» Task directions
Which of the lines in the data mention the string "backend"? List them all.

Provided data START

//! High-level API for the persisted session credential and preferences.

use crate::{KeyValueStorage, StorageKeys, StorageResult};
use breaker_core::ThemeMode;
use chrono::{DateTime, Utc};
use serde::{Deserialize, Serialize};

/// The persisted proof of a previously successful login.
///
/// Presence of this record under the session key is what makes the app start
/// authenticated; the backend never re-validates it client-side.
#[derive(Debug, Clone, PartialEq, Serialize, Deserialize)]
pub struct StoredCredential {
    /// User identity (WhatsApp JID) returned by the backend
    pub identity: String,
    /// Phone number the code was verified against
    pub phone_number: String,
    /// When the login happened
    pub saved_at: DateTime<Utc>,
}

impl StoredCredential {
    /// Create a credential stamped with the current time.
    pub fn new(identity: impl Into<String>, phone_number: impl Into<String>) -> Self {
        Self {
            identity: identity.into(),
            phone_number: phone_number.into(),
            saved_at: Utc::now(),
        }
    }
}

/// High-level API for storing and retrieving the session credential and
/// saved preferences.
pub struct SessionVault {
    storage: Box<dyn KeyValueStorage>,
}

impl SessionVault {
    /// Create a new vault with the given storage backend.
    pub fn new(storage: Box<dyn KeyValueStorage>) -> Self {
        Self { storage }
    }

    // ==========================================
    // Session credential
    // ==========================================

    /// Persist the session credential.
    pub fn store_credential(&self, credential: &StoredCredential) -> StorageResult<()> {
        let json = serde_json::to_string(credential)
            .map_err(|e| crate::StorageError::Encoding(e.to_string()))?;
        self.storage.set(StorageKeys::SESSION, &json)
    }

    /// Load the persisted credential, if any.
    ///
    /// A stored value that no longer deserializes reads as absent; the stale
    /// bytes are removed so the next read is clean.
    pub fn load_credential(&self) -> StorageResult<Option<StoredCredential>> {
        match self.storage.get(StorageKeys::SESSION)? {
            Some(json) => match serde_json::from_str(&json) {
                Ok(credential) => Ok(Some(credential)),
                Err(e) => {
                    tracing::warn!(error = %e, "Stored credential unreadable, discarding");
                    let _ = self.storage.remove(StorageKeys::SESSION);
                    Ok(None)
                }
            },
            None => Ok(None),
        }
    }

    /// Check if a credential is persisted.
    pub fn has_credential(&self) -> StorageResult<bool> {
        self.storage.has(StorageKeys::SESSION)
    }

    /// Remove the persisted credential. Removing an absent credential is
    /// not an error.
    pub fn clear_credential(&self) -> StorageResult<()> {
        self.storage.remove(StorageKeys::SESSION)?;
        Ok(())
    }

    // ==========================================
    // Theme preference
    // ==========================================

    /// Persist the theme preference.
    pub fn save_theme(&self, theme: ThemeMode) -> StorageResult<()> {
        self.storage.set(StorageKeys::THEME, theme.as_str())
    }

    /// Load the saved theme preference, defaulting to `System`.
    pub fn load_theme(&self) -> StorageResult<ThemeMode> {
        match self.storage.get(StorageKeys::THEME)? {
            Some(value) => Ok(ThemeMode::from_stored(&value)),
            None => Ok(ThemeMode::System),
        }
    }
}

Provided data END

» Response to this exercise
/// authenticated; the backend never re-validates it client-side.
    /// User identity (WhatsApp JID) returned by the backend
    /// Create a new vault with the given storage backend.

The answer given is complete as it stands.